Amit Shah’s ‘people from various states should speak in Hindi, not English’ remark draws flak

Amit Shah. Reuters file photo

India's Union Home Minister Amit Shah's remark – on last Thursday – that people from various states should speak in Hindi, not English, and that Hindi should be regarded as an alternative to English, is drawing sharp criticism, Time of India reports.

Amit Shah made the remark while presiding over the 37th meeting of the Parliamentary Official Language Committee.

The BJP leader's remarks have been drawing strong criticisms from various top political parties including Congress and JD(S) in Karnataka, the report said.

On Friday, opposition leader Siddaramaiah claimed the remark was not just against the country's federal principles, but also an insult to other languages, the Times of India said yesterday (April 9).

"Amit Shah should immediately withdraw the statement," he said.

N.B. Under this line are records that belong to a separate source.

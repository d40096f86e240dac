// Command handlers module
pub mod fetch;
pub mod version;

// Re-exports for cleaner imports
pub use fetch::execute as fetch;
pub use version::execute as version;
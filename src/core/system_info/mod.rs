pub mod battery;
pub mod collector;
pub mod cpu;
pub mod memory;
pub mod network;
pub mod os;
pub mod provider;
pub mod session;
pub mod storage;
pub mod temperature;
pub mod types;
pub mod uptime;
pub mod user;

pub use collector::collect_snapshot;
pub use provider::{HostProvider, MetricsProvider};
pub use types::*;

According to the report, JD(S) leader HD Kumaraswamy claimed that the Centre and the Union Home Minister are attempting to impose their personal agendas on the country. "But they won't succeed," he said.

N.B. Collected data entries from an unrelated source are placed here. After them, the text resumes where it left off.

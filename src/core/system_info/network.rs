//! Private and public IP address lookup.

use crate::error::{FetchError, Result};
use serde::Deserialize;
use std::net::{IpAddr, UdpSocket};
use std::time::Duration;

/// Address "connected" to when probing the outbound route; nothing is sent
pub const ROUTE_PROBE_ADDR: &str = "8.8.8.8:80";
/// Public address lookup service
pub const PUBLIC_IP_ENDPOINT: &str = "https://api.ipify.org?format=json";
pub const PUBLIC_IP_TIMEOUT: Duration = Duration::from_secs(5);

#[derive(Debug, Deserialize)]
struct LookupResponse {
    ip: String,
}

/// Local address the OS would use to reach the internet
pub fn private_ip() -> Result<IpAddr> {
    let socket = UdpSocket::bind("0.0.0.0:0")?;
    socket.connect(ROUTE_PROBE_ADDR)?;
    let addr = socket.local_addr()?;

    if addr.ip().is_unspecified() {
        return Err(FetchError::network("no route to the internet"));
    }
    Ok(addr.ip())
}

/// Address the lookup service at `endpoint` sees us connecting from
pub fn public_ip(endpoint: &str, timeout: Duration) -> Result<String> {
    let client = reqwest::blocking::Client::builder()
        .user_agent(concat!("richfetch/", env!("CARGO_PKG_VERSION")))
        .timeout(timeout)
        .build()?;

    let response = client.get(endpoint).send()?;

    if !response.status().is_success() {
        return Err(FetchError::network(format!(
            "lookup service returned status {}",
            response.status()
        )));
    }

    let body = response.text()?;
    parse_lookup_response(&body)
}

fn parse_lookup_response(body: &str) -> Result<String> {
    let parsed: LookupResponse = serde_json::from_str(body)
        .map_err(|e| FetchError::network(format!("unexpected lookup response: {}", e)))?;

    let ip = parsed.ip.trim();
    if ip.is_empty() {
        return Err(FetchError::network("lookup service returned an empty address"));
    }
    Ok(ip.to_string())
}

Under the hashtag "#IndiaAgainstHindiImposition" social media was also buzzing with comments, the report said.

Pointing out that Hindi is not India's national language, Siddaramaiah accused Shah of betraying Gujarat, his home state, and Gujarati, his mother tongue, for Hindi for his political agenda.

"Linguistic diversity is the essence of our country and we will respect each other's sentiments," the former chief minister was quoted as saying.

"Pluralism is what has held our nation together and attempts by BJP to undo this will be met with strong opposition."